Restaurant Review: Tory Row, Harvard Square

I’d already read about Tory Row, and passed by it several times (it takes up the location formerly occupied by The Greenhouse, a popular breakfast spot) by the time Ben and I stopped in for dinner. We were both looking for something light – and inexpensive, as always. There were a few appetizers, ranging from $3-6, and the mains were generally $10-12, with the exception of the Lobster Plate ($24) and the Hanger Steak ($21). We chose quickly – the Duck Confit Salad ($13) and a glass of malbec, and the bacon, white cheddar, spinach flatbread ($10) and a Gritty McDuffs Black Fly Stout. To start we shared the chevre stuffed peppadews.

The front of the restaurant can be opened up almost completely, letting diners stare into the constant movement of Harvard Sq. Makes for perfect people watching. Most of the tables are hightops, made from the same material as scientific lab benches. Turns out the owners have made this a theme, as they use it at their other establishments: Cambridge 1, Adoubon Circle, Middlesex, and Miracle of Science. The stools have no backs – the owners want you to have to lean in and get close to your friends. Fine by me. Just to emphasize their focus on design, four book behind the bar have the names Eames, Bauhaus, Frey, and Gropius on their covers. Didn’t quite seem like a row of tories to me, but what do I know?

The peppadews showed up instantly – even before our drinks. Ten or so sat there, atop a wilted bed of lettuce. The peppadews looked like they had been stuffed a few days ago and were sitting on this plate waiting for someone with a weakness for goats chees and amusingly-named vegetables to order it. You got me peppadews, 1 point for you. Despite looking funky, they were tasty – slightly piquante, softened by the cool creaminess of the goat. Pretty basic. We happily ate them all. So I guess we beat the peppadews in the end.

Drinks arrived, and we waited for a few minutes until dinner arrived. The duck confit salad was a mound of crispy duck confit next to a bed of greens, picked onions, poached dried cherries, and a whole grain mustard. As others have said, this dish was the stand-out. Well-balanced and satisfying – the sweet, soft cherries blended with the vinegar from the onions and mustard, and married the savory of the duck.

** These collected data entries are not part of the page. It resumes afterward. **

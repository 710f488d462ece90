use ::common::ImpactResponse;
use crate::api_client;

/// Get the impact ranking from the latest risk analysis
pub async fn get_impact() -> Result<ImpactResponse, String> {
    log::trace!("Fetching impact ranking");
    let result: Result<ImpactResponse, String> = api_client::get("/impact/").await;
    if let Err(e) = &result {
        log::error!("Failed to fetch impact ranking: {}", e);
    }
    result
}
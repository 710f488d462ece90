use ::common::GraphResponse;
use crate::api_client;

/// Get the nodes and edges of the latest call-graph snapshot
pub async fn get_graph() -> Result<GraphResponse, String> {
    log::trace!("Fetching call graph");
    let result: Result<GraphResponse, String> = api_client::get("/graph/").await;
    match &result {
        Ok(graph) => log::info!(
            "Fetched call graph with {} nodes and {} edges",
            graph.nodes.len(),
            graph.edges.len()
        ),
        Err(e) => log::error!("Failed to fetch call graph: {}", e),
    }
    result
}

The flatbread, while presentation was fun on a wooden platform, was just flatbread, nothing amazing. Don’t get me wrong, everything with bacon is better than otherwise, but this wasn’t crap-myself-good. They seriously need a cheese consultant. You could barely tell it was cheddar, other than the fact it was sweating oil, as cheddars do. But it didn’t taste like much. I added plenty of salt and pepper and felt better.



All told, we spent $50 including tip. We felt satisfied, but not too stuffed, which was just what we were looking for. We would return, until it becomes too popular and impossible to get a stool.

Enjoyable, but nothing outrageously wonderful. Another 1.5 pans.